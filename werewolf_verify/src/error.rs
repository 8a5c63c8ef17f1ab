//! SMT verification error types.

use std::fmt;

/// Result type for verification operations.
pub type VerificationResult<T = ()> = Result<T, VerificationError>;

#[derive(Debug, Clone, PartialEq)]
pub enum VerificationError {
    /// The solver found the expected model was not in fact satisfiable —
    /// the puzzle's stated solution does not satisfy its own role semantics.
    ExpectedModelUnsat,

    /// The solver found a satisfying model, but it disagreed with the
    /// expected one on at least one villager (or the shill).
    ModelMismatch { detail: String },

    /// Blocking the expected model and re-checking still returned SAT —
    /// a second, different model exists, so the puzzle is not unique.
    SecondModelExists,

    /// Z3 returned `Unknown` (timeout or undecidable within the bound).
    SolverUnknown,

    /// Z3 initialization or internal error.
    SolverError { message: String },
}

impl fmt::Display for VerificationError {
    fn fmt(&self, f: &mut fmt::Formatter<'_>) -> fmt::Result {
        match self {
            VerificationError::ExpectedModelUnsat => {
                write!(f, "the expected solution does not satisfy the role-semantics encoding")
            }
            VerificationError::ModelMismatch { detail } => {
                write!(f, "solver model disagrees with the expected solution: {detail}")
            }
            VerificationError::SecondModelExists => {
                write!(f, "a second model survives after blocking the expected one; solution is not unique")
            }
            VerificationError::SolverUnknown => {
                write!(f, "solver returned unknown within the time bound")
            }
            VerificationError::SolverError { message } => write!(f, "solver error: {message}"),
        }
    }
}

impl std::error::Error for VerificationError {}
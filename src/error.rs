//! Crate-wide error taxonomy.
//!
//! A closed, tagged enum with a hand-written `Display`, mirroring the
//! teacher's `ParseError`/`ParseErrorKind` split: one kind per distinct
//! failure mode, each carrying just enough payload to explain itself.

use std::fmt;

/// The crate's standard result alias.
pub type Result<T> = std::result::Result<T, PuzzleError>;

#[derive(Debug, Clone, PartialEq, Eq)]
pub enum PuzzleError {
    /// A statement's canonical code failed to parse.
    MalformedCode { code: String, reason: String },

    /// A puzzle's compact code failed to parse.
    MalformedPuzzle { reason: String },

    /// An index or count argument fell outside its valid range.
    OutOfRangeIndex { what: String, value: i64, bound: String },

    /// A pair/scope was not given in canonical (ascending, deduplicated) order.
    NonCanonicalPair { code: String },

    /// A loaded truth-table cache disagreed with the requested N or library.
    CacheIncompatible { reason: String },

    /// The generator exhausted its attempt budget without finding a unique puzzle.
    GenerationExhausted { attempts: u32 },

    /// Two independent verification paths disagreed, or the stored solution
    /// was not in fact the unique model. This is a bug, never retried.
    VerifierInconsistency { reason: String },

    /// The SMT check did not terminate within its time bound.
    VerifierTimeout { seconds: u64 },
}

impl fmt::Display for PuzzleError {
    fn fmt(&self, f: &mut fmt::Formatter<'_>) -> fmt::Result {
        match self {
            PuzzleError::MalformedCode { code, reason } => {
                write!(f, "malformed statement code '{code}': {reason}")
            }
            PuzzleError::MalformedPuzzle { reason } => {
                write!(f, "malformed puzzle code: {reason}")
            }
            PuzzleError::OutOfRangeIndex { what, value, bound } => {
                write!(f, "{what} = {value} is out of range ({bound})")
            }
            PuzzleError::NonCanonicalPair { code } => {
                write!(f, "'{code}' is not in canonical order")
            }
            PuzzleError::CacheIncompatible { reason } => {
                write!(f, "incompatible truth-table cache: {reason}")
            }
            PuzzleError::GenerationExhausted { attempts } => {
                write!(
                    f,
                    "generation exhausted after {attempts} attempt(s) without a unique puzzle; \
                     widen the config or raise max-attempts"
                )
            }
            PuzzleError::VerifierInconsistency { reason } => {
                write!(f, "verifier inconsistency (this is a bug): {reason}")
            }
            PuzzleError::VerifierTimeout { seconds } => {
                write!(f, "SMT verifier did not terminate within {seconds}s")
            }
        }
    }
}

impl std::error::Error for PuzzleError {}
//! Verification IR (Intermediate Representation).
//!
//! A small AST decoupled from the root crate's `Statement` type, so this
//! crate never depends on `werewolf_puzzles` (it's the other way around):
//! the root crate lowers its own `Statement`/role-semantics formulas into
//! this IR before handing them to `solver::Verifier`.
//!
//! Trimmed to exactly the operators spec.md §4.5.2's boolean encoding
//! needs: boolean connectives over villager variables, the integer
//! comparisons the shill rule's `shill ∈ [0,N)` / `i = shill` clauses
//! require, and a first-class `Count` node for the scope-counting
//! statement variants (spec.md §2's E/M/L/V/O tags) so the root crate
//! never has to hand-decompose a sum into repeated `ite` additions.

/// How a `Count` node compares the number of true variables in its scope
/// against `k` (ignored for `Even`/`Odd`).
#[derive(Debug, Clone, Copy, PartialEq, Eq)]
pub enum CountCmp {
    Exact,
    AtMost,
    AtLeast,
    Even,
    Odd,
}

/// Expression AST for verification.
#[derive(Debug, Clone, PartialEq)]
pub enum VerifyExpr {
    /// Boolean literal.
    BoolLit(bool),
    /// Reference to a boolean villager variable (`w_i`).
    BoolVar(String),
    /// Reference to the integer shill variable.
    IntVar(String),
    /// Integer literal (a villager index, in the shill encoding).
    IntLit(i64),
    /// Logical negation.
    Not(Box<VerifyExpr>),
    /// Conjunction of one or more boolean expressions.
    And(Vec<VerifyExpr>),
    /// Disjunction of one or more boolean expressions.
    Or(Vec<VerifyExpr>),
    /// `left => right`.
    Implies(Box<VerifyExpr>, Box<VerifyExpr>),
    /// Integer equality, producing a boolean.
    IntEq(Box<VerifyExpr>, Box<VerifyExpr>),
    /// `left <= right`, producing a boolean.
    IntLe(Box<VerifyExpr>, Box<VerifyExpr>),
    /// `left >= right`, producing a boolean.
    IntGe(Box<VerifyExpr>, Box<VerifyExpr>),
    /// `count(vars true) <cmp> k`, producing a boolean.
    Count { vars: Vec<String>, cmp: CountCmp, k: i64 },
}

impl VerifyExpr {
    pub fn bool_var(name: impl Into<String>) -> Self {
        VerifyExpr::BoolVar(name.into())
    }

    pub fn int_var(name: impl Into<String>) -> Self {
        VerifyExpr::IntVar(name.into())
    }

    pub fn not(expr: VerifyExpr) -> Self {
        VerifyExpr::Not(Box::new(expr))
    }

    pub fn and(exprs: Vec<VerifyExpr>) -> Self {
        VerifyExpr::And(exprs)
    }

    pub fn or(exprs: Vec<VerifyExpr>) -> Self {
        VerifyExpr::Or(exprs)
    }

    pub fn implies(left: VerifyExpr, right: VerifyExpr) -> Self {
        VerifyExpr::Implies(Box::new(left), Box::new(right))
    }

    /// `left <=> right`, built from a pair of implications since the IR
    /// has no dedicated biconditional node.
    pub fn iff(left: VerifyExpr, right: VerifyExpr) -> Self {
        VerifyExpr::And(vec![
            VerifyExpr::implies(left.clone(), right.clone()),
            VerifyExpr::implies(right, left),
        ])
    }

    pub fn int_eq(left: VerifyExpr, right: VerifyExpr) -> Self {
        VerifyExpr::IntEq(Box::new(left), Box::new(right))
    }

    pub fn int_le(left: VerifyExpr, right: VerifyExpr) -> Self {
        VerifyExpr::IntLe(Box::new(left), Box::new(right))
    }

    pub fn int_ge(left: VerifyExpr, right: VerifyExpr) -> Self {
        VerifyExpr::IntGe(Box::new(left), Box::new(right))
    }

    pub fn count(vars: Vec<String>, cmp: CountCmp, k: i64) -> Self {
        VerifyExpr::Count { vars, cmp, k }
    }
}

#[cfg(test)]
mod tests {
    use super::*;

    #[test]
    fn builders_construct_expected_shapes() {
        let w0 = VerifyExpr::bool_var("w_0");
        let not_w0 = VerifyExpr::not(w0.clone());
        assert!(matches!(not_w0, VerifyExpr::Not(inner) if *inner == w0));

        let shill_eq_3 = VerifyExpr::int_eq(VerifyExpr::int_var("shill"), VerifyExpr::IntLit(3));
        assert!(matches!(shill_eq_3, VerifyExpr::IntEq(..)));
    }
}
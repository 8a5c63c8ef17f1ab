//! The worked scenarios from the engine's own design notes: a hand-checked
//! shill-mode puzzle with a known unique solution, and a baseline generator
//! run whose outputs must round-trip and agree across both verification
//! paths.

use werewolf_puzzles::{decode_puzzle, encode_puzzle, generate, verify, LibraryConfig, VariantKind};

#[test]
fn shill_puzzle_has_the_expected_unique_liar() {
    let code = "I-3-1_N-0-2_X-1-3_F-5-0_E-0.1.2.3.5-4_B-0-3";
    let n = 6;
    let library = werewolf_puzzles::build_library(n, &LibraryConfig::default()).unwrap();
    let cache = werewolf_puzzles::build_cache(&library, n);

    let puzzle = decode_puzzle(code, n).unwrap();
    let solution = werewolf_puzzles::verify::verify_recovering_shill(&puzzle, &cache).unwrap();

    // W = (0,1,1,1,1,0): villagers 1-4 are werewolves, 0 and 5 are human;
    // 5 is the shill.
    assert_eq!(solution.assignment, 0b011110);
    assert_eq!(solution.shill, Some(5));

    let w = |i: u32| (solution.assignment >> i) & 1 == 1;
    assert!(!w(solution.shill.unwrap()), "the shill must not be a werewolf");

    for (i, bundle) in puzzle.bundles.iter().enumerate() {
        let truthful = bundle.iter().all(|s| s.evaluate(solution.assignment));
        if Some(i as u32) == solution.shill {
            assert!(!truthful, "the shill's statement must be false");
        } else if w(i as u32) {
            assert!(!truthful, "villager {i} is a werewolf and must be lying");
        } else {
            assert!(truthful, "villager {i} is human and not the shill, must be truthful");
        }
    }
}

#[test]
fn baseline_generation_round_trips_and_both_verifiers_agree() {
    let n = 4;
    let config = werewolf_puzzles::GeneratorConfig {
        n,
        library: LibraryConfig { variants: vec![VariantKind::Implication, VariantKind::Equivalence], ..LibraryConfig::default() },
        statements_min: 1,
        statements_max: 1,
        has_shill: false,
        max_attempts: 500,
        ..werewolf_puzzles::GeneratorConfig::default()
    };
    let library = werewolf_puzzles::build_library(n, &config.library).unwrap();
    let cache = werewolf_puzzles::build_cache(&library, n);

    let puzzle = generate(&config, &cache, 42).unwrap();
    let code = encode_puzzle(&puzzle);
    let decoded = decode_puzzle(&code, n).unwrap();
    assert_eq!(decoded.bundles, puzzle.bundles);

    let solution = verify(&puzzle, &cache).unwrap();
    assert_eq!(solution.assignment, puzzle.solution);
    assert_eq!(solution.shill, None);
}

» Task directions: Exactly as they stand, set down the lines from the top of the data through the line with "A closed, tagged".

» Response to the task:
filename werewolf_verify/src/error.rs
repository 8a5c63c8ef17f1ab
//! SMT verification error types.

use std::fmt;

/// Result type for verification operations.
pub type VerificationResult<T = ()> = Result<T, VerificationError>;

#[derive(Debug, Clone, PartialEq)]
pub enum VerificationError {
    /// The solver found the expected model was not in fact satisfiable —
    /// the puzzle's stated solution does not satisfy its own role semantics.
    ExpectedModelUnsat,

    /// The solver found a satisfying model, but it disagreed with the
    /// expected one on at least one villager (or the shill).
    ModelMismatch { detail: String },

    /// Blocking the expected model and re-checking still returned SAT —
    /// a second, different model exists, so the puzzle is not unique.
    SecondModelExists,

    /// Z3 returned `Unknown` (timeout or undecidable within the bound).
    SolverUnknown,

    /// Z3 initialization or internal error.
    SolverError { message: String },
}

impl fmt::Display for VerificationError {
    fn fmt(&self, f: &mut fmt::Formatter<'_>) -> fmt::Result {
        match self {
            VerificationError::ExpectedModelUnsat => {
                write!(f, "the expected solution does not satisfy the role-semantics encoding")
            }
            VerificationError::ModelMismatch { detail } => {
                write!(f, "solver model disagrees with the expected solution: {detail}")
            }
            VerificationError::SecondModelExists => {
                write!(f, "a second model survives after blocking the expected one; solution is not unique")
            }
            VerificationError::SolverUnknown => {
                write!(f, "solver returned unknown within the time bound")
            }
            VerificationError::SolverError { message } => write!(f, "solver error: {message}"),
        }
    }
}

impl std::error::Error for VerificationError {}
filename src/error.rs
//! Crate-wide error taxonomy.
//!
//! A closed, tagged enum with a hand-written `Display`, mirroring the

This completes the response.